## What needs to be done
Please read the records below and return each line holding the string "stdin".

===== Material for the task

#[async_trait]
impl Adapter for SqliteAdapter {
    fn capabilities(&self) -> &CapabilitySet {
        &self.capabilities
    }

    async fn create_collection(&self, name: &str, if_not_exists: bool) -> StoreResult<CollectionStatus> {
        if self.collection_exists(name).await? {
            if if_not_exists {
                return Err(StoreError::conflict(format!("collection '{}' already exists", name)));
            }
            return Ok(CollectionStatus::Exists);
        }
        self.ensure_collection_registered(name).await?;
        Ok(CollectionStatus::Created)
    }

    async fn drop_collection(&self, name: &str, if_exists: bool) -> StoreResult<CollectionStatus> {
        if !self.collection_exists(name).await? {
            return if if_exists {
                Err(StoreError::not_found(format!("collection '{}' does not exist", name)))
            } else {
                Ok(CollectionStatus::NotExists)
            };
        }
        let owned = name.to_string();
        self.conn
            .call(move |conn| {
                conn.execute("DELETE FROM collections WHERE name = ?1", params![owned.clone()])?;
                conn.execute("DELETE FROM documents WHERE collection = ?1", params![owned.clone()])?;
                conn.execute("DELETE FROM index_registry WHERE collection = ?1", params![owned])?;
                Ok::<_, rusqlite::Error>(())
            })
            .await
            .map_err(tokio_rusqlite_err)?;
        Ok(CollectionStatus::Dropped)
    }

    async fn list_collections(&self) -> StoreResult<Vec<String>> {
        self.conn
            .call(|conn| {
                let mut stmt = conn.prepare("SELECT name FROM collections ORDER BY name")?;
                let mut rows = stmt.query([])?;
                let mut out = Vec::new();
                while let Some(row) = rows.next()? {
                    out.push(row.get(0)?);
                }
                Ok::<_, rusqlite::Error>(out)
            })
            .await
            .map_err(tokio_rusqlite_err)
    }

    async fn has_collection(&self, name: &str) -> StoreResult<bool> {
        self.collection_exists(name).await
    }

    async fn create_index(&self, collection: &str, index: IndexSpec) -> StoreResult<IndexStatus> {
        self.ensure_collection_exists(collection).await?;
        let (coll, name) = (collection.to_string(), index.name.clone());
        let exists = self
            .conn
            .call({
                let coll = coll.clone();
                let name = name.clone();
                move |conn| {
                    conn.query_row(
                        "SELECT 1 FROM index_registry WHERE collection = ?1 AND name = ?2",
                        params![coll, name],
                        |_| Ok(()),
                    )
                    .optional()
                    .map(|r| r.is_some())
                    .map_err(Into::into)
                }
            })
            .await
            .map_err(tokio_rusqlite_err)?;
        if exists {
            return Ok(IndexStatus::Exists);
        }
        let kind = index_kind_str(index.kind).to_string();
        let fields = serde_json::to_string(&index.fields)?;
        self.conn
            .call(move |conn| {
                conn.execute(
                    "INSERT INTO index_registry (collection, name, kind, fields) VALUES (?1, ?2, ?3, ?4)",
                    params![coll, name, kind, fields],
                )
                .map_err(Into::into)
            })
            .await
            .map_err(tokio_rusqlite_err)?;
        Ok(IndexStatus::Created)
    }

    async fn drop_index(&self, collection: &str, name: &str) -> StoreResult<IndexStatus> {
        self.ensure_collection_exists(collection).await?;
        let (coll, name) = (collection.to_string(), name.to_string());
        let changed = self
            .conn
            .call(move |conn| {
                conn.execute(
                    "DELETE FROM index_registry WHERE collection = ?1 AND name = ?2",
                    params![coll, name],
                )
                .map_err(Into::into)
            })
            .await
            .map_err(tokio_rusqlite_err)?;
        if changed > 0 {
            Ok(IndexStatus::Dropped)
        } else {
            Ok(IndexStatus::NotExists)
        }
    }

    async fn list_indexes(&self, collection: &str) -> StoreResult<Vec<IndexSpec>> {
        self.ensure_collection_exists(collection).await?;
        let coll = collection.to_string();
        let rows = self
            .conn
            .call(move |conn| {
                let mut stmt = conn.prepare(
                    "SELECT name, kind, fields FROM index_registry WHERE collection = ?1 ORDER BY name",
                )?;
                let mut rows = stmt.query(params![coll])?;
                let mut out = Vec::new();
                while let Some(row) = rows.next()? {
                    let name: String = row.get(0)?;
                    let kind: String = row.get(1)?;
                    let fields: String = row.get(2)?;
                    out.push((name, kind, fields));
                }
                Ok::<_, rusqlite::Error>(out)
            })
            .await
            .map_err(tokio_rusqlite_err)?;
        rows.into_iter()
            .map(|(name, kind, fields)| -> StoreResult<IndexSpec> {
                Ok(IndexSpec {
                    name,
                    kind: index_kind_from_str(&kind),
                    fields: serde_json::from_str(&fields)?,
                })
            })
            .collect()
    }

    async fn get(&self, collection: &str, key: &Key, select: Option<&Select>) -> StoreResult<Option<Item>> {
        let Some(row) = self.fetch_row(collection, key).await? else {
            return Ok(None);
        };
        let value = match select {
            Some(s) => eval::apply_select(&row.value, s)?,
            None => row.value,
        };
        Ok(Some(Item {
            key: key.clone(),
            value: Some(value),
            properties: Properties::new(row.etag),
        }))
    }

    async fn put(
        &self,
        collection: &str,
        value: Value,
        where_: Option<&Expr>,
        returning: Option<Returning>,
    ) -> StoreResult<Item> {
        let key = Key::from_value(&value)?;
        self.ensure_collection_registered(collection).await?;
        let existing = self.fetch_row(collection, &key).await?;
        if let Some(expr) = where_ {
            let ctx = EvalContext::new(&key, existing.as_ref().map(|r| r.etag.as_str()));
            let doc_ref = existing.as_ref().map(|r| &r.value);
            if !eval::eval_predicate(expr, doc_ref, &ctx)? {
                return Err(StoreError::precondition_failed("PUT where clause did not hold"));
            }
        }
        let old_value = existing.map(|r| r.value);
        let etag = Self::new_etag();
        self.upsert_row(collection, &key, &value, &etag).await?;
        Ok(Item {
            key,
            value: resolved_value_for_put(returning, old_value.as_ref(), &value),
            properties: Properties::new(etag),
        })
    }

    async fn update(
        &self,
        collection: &str,
        key: &Key,
        set: &SetClause,
        where_: Option<&Expr>,
        returning: Option<Returning>,
    ) -> StoreResult<Item> {
        self.ensure_collection_exists(collection).await?;
        let existing = self
            .fetch_row(collection, key)
            .await?
            .ok_or_else(|| StoreError::not_found(format!("no document for key {:?}", key)))?;
        let ctx = EvalContext::new(key, Some(existing.etag.as_str()));
        if let Some(expr) = where_ {
            if !eval::eval_predicate(expr, Some(&existing.value), &ctx)? {
                return Err(StoreError::precondition_failed("UPDATE where clause did not hold"));
            }
        }
        let mut new_value = eval::apply_set(&existing.value, set, &ctx)?;
        if let Some(m) = new_value.as_object_mut() {
            m.insert("pk".to_string(), Value::String(key.pk.clone()));
            m.insert("id".to_string(), Value::String(key.id.clone()));
        }
        let etag = Self::new_etag();
        self.upsert_row(collection, key, &new_value, &etag).await?;
        Ok(Item {
            key: key.clone(),
            value: resolved_value_for_mutation(returning, Some(&existing.value), Some(&new_value)),
            properties: Properties::new(etag),
        })
    }

    async fn delete(&self, collection: &str, key: &Key, where_: Option<&Expr>) -> StoreResult<()> {
        self.ensure_collection_exists(collection).await?;
        let existing = self
            .fetch_row(collection, key)
            .await?
            .ok_or_else(|| StoreError::not_found(format!("no document for key {:?}", key)))?;
        if let Some(expr) = where_ {
            let ctx = EvalContext::new(key, Some(existing.etag.as_str()));
            if !eval::eval_predicate(expr, Some(&existing.value), &ctx)? {
                return Err(StoreError::precondition_failed("DELETE where clause did not hold"));
            }
        }
        self.remove_row(collection, key).await
    }

    async fn query(&self, collection: &str, clause: &QueryClause) -> StoreResult<Vec<Value>> {
        if !self.collection_exists(collection).await? {
            return Ok(Vec::new());
        }
        let rows = self.fetch_all(collection).await?;
        let mut matched = filter_rows(rows, clause)?;
        eval::sort_documents(&mut matched, &clause.order_by)?;
        let matched = paginate(matched, clause.offset, clause.limit);
        match &clause.select {
            Some(select) => matched.into_iter().map(|v| eval::apply_select(&v, select)).collect(),
            None => Ok(matched),
        }
    }

    async fn count(&self, collection: &str, clause: &QueryClause) -> StoreResult<u64> {
        if !self.collection_exists(collection).await? {
            return Ok(0);
        }
        let rows = self.fetch_all(collection).await?;
        Ok(filter_rows(rows, clause)?.len() as u64)
    }

    async fn batch(&self, ops: &[BoundDataOp]) -> StoreResult<Vec<OperationResult>> {
        let mut results = Vec::with_capacity(ops.len());
        for op in ops {
            let result = match op {
                BoundDataOp::Put { collection, value, where_, returning } => self
                    .put(collection, value.clone(), where_.as_ref(), *returning)
                    .await
                    .map(|item| item.value),
                BoundDataOp::Update { collection, key, set, where_, returning } => self
                    .update(collection, key, set, where_.as_ref(), *returning)
                    .await
                    .map(|item| item.value),
                BoundDataOp::Delete { collection, key, where_ } => {
                    self.delete(collection, key, where_.as_ref()).await.map(|()| None)
                }
            };
            results.push(match result {
                Ok(v) => OperationResult::ok(v),
                Err(e) => OperationResult::err(&e),
            });
        }
        Ok(results)
    }

    /// SQLite connections in this adapter are not shared across concurrent
    /// callers with manual locking the way the in-memory adapter locks its
    /// map, so cross-op atomicity is delegated to a native transaction: the
    /// whole check-then-apply sequence (snapshot every op's key, check every
    /// precondition against that snapshot, apply every op) runs inside a
    /// single `rusqlite::Transaction` opened and committed within one
    /// `conn.call()`, so a concurrent writer can't interleave between
    /// snapshot and apply and a mid-apply error rolls the whole thing back.
    async fn transact(&self, ops: &[BoundDataOp]) -> StoreResult<Vec<OperationResult>> {
        let ops = ops.to_vec();
        let outcome = self
            .conn
            .call(move |conn| -> Result<StoreResult<Vec<OperationResult>>, rusqlite::Error> {
                let tx = conn.transaction()?;

                let mut snapshot = Vec::with_capacity(ops.len());
                for op in &ops {
                    let (collection, key) = match bound_op_target(op) {
                        Ok(t) => t,
                        Err(e) => return Ok(Err(e)),
                    };
                    match fetch_row_sync(&tx, collection, &key) {
                        Ok(row) => snapshot.push(row),
                        Err(e) => return Ok(Err(e)),
                    }
                }

                for (op, existing) in ops.iter().zip(snapshot.iter()) {
                    if let Err(e) = check_transact_precondition(op, existing.as_ref()) {
                        return Ok(Err(e));
                    }
                }

                let mut results = Vec::with_capacity(ops.len());
                for (op, existing) in ops.iter().zip(snapshot.into_iter()) {
                    match apply_transact_op_sync(&tx, op, existing) {
                        Ok(r) => results.push(r),
                        Err(e) => return Ok(Err(e)),
                    }
                }

                // Committing here means an error on any op above left `tx`
                // uncommitted; it rolls back on drop.
                tx.commit()?;
                Ok(Ok(results))
            })
            .await;

        match outcome {
            Ok(inner) => inner,
            Err(e) => Err(tokio_rusqlite_err(e)),
        }
    }

    async fn close(&self) -> StoreResult<()> {
        Ok(())
    }
}
//! CLI module
//!
//! Provides a command-line interface over `DocumentStore`, driven by
//! JSON-lines requests of the shape `{"statement": "...", "params": {...}}`:
//! - init: create the default collection and its configured indexes
//! - start: open the store and serve requests from stdin until EOF
//! - query: execute a single request read from stdin and exit
//! - explain: parse a statement and print its AST, without touching a backend

mod args;
mod commands;
mod errors;
mod io;

pub use args::{Cli, Command};
pub use commands::{explain, init, query, run_command, start, Config};
pub use errors::{CliError, CliResult};
pub use io::{read_request, write_error, write_response};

==========

## Result
//! - start: open the store and serve requests from stdin until EOF
//! - query: execute a single request read from stdin and exit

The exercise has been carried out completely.